Stablecoins: From “send me a wire” to “ping me a token”
Going into 2026, stablecoins feel less like crypto and more like plumbing, quietly digitalising money transfers across consumer, corporate, and capital markets. The shift is already visible. According to payments infrastructure firm BVNK, adjusted stablecoin payment volumes rival major networks and have already surged into the multi‑trillion range. Meanwhile, Visa’s on-chain analytics show that real-world stablecoin payments have grown from half a trillion in 2020 to $7.4 trillion over the last 12 months.

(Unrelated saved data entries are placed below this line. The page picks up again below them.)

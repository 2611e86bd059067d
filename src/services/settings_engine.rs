// passgen Settings Engine
// Manages application settings: loading, saving, updating individual values, and resetting to defaults.
// Settings are stored as a JSON file at the platform-specific config path.

use std::fs;
use std::path::Path;

use tracing::debug;

use crate::platform;
use crate::services::password_generator;
use crate::types::errors::SettingsError;
use crate::types::settings::AppSettings;

/// Environment variable overriding the settings file location.
pub const CONFIG_PATH_ENV: &str = "PASSGEN_CONFIG";

/// Trait defining the settings engine interface.
pub trait SettingsEngineTrait {
    fn load(&mut self) -> Result<AppSettings, SettingsError>;
    fn save(&self) -> Result<(), SettingsError>;
    fn get_settings(&self) -> &AppSettings;
    fn set_value(&mut self, key: &str, value: serde_json::Value) -> Result<(), SettingsError>;
    fn reset(&mut self) -> Result<(), SettingsError>;
    fn get_config_path(&self) -> &str;
}

/// Settings engine implementation that persists settings as JSON on disk.
pub struct SettingsEngine {
    config_path: String,
    settings: AppSettings,
}

impl SettingsEngine {
    /// Creates a new SettingsEngine.
    ///
    /// Path resolution: `path_override`, then `$PASSGEN_CONFIG`, then
    /// `settings.json` in the platform config directory.
    pub fn new(path_override: Option<String>) -> Self {
        let config_path = path_override
            .or_else(|| std::env::var(CONFIG_PATH_ENV).ok().filter(|p| !p.is_empty()))
            .unwrap_or_else(|| {
                platform::get_config_dir()
                    .join("settings.json")
                    .to_string_lossy()
                    .to_string()
            });

        Self {
            config_path,
            settings: AppSettings::default(),
        }
    }
}

impl SettingsEngineTrait for SettingsEngine {
    /// Loads settings from the JSON config file.
    ///
    /// If the file does not exist, returns default settings.
    /// If the file exists but is malformed, returns a serialization error.
    /// Exclusions that would empty a character class are an invalid value.
    fn load(&mut self) -> Result<AppSettings, SettingsError> {
        let path = Path::new(&self.config_path);

        if !path.exists() {
            debug!(path = %self.config_path, "no settings file, using defaults");
            self.settings = AppSettings::default();
            return Ok(self.settings.clone());
        }

        let content = fs::read_to_string(path)
            .map_err(|e| SettingsError::IoError(format!("Failed to read config file: {}", e)))?;

        let settings: AppSettings = serde_json::from_str(&content).map_err(|e| {
            SettingsError::SerializationError(format!("Failed to parse config file: {}", e))
        })?;
        password_generator::check_exclusions(&settings.generator).map_err(|e| {
            SettingsError::InvalidValue(format!("Invalid generator exclusions in config file: {}", e))
        })?;

        debug!(path = %self.config_path, "settings loaded");
        self.settings = settings;
        Ok(self.settings.clone())
    }

    /// Saves the current settings to the JSON config file.
    ///
    /// Creates parent directories if they don't exist.
    fn save(&self) -> Result<(), SettingsError> {
        let path = Path::new(&self.config_path);

        if let Some(parent) = path.parent() {
            fs::create_dir_all(parent).map_err(|e| {
                SettingsError::IoError(format!("Failed to create config directory: {}", e))
            })?;
        }

        let json = serde_json::to_string_pretty(&self.settings).map_err(|e| {
            SettingsError::SerializationError(format!("Failed to serialize settings: {}", e))
        })?;

        fs::write(path, json)
            .map_err(|e| SettingsError::IoError(format!("Failed to write config file: {}", e)))?;

        Ok(())
    }

    fn get_settings(&self) -> &AppSettings {
        &self.settings
    }

    /// Updates an individual setting by dot-notation key path.
    ///
    /// The settings are converted to a `serde_json::Value`, the target is
    /// replaced, and the result is deserialized back into `AppSettings` so
    /// type mismatches are rejected. Generator exclusions must leave every
    /// character class non-empty. Saves to disk after a successful update.
    ///
    /// # Examples
    /// - `"generator.strict"` → updates `settings.generator.strict`
    /// - `"logging.filter"` → updates `settings.logging.filter`
    fn set_value(&mut self, key: &str, value: serde_json::Value) -> Result<(), SettingsError> {
        if key.is_empty() {
            return Err(SettingsError::InvalidKey("Key cannot be empty".to_string()));
        }

        let parts: Vec<&str> = key.split('.').collect();

        let mut json_value = serde_json::to_value(&self.settings).map_err(|e| {
            SettingsError::SerializationError(format!("Failed to serialize settings: {}", e))
        })?;

        {
            let (last, parents) = parts
                .split_last()
                .ok_or_else(|| SettingsError::InvalidKey("Key cannot be empty".to_string()))?;

            let mut current = &mut json_value;
            for part in parents {
                current = current.get_mut(*part).ok_or_else(|| {
                    SettingsError::InvalidKey(format!("Key '{}' not found in settings", key))
                })?;
            }

            match current {
                serde_json::Value::Object(map) if map.contains_key(*last) => {
                    map.insert(last.to_string(), value);
                }
                serde_json::Value::Object(_) => {
                    return Err(SettingsError::InvalidKey(format!(
                        "Key '{}' not found in settings",
                        key
                    )));
                }
                _ => {
                    return Err(SettingsError::InvalidKey(format!(
                        "Cannot navigate to key '{}': intermediate value is not an object",
                        key
                    )));
                }
            }
        }

        let new_settings: AppSettings = serde_json::from_value(json_value).map_err(|e| {
            SettingsError::InvalidValue(format!("Invalid value for key '{}': {}", key, e))
        })?;
        password_generator::check_exclusions(&new_settings.generator).map_err(|e| {
            SettingsError::InvalidValue(format!("Invalid value for key '{}': {}", key, e))
        })?;

        self.settings = new_settings;
        self.save()?;
        debug!(key, "setting updated");

        Ok(())
    }

    /// Resets all settings to factory defaults and saves to disk.
    fn reset(&mut self) -> Result<(), SettingsError> {
        self.settings = AppSettings::default();
        self.save()?;
        Ok(())
    }

    fn get_config_path(&self) -> &str {
        &self.config_path
    }
}
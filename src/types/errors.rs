use thiserror::Error;

// === GenerationError ===

/// Errors raised by a password generator.
#[derive(Debug, Error, PartialEq, Eq)]
pub enum GenerationError {
    /// No character class was enabled.
    #[error("At least one character class must be enabled")]
    NoCharacterClasses,
    /// Exclusions removed every character from an enabled pool.
    #[error("Character pool is empty after exclusions: {0}")]
    EmptyPool(String),
    /// The requested length cannot be produced.
    #[error("Invalid password length: {0}")]
    InvalidLength(usize),
    /// Strict mode needs one slot per enabled pool.
    #[error("Strict mode needs at least {required} characters, got {length}")]
    StrictTooShort { required: usize, length: usize },
    /// The system random number generator failed.
    #[error("Random generation failed: {0}")]
    RandomGeneration(String),
}

// === ClipboardError ===

/// Errors related to writing the system clipboard.
#[derive(Debug, Error)]
pub enum ClipboardError {
    /// The clipboard could not be opened.
    #[error("Failed to access clipboard: {0}")]
    Unavailable(String),
    /// Writing text to the clipboard failed.
    #[error("Failed to copy to clipboard: {0}")]
    WriteFailed(String),
}

// === SettingsError ===

/// Errors related to settings operations.
#[derive(Debug, Error)]
pub enum SettingsError {
    /// File I/O operation failed.
    #[error("Settings I/O error: {0}")]
    IoError(String),
    /// JSON serialization or deserialization failed.
    #[error("Settings serialization error: {0}")]
    SerializationError(String),
    /// The provided settings key does not exist.
    #[error("Invalid settings key: {0}")]
    InvalidKey(String),
    /// The provided value is not valid for the key.
    #[error("Invalid settings value: {0}")]
    InvalidValue(String),
}

// === ControllerError ===

/// Unexpected failures while applying a generator transition.
///
/// Refused transitions are not errors; see `Outcome::Refused`.
#[derive(Debug, Error)]
pub enum ControllerError {
    #[error("Password generation failed: {0}")]
    Generation(#[from] GenerationError),
}

// === InputError ===

/// Errors raised when converting untyped UI or RPC input into transitions.
#[derive(Debug, Error, PartialEq, Eq)]
pub enum InputError {
    /// Length outside of the accepted range.
    #[error("length out of range: {value} (expected {min}..={max})")]
    LengthOutOfRange { value: i64, min: u8, max: u8 },
    /// Unknown character class name.
    #[error("unknown character class: {0}")]
    UnknownCharacterClass(String),
}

Expect significant growth to continue as a full “stablecoin stack” matures. This stack will consist of issuers, wallets, compliance, analytics, and on/off‑ramps all making it possible for cross‑border payouts to be completed in minutes, not days, at a fraction of the cost.
In 2026, yield and full‑service offerings should become mainstream. Treasury‑grade accounts, instant settlement, automated compliance – all wrapped in enterprise APIs. Larger players won’t wait; they’ll acquire technology to accelerate rollout (payment processors, banks, and fintechs are already moving).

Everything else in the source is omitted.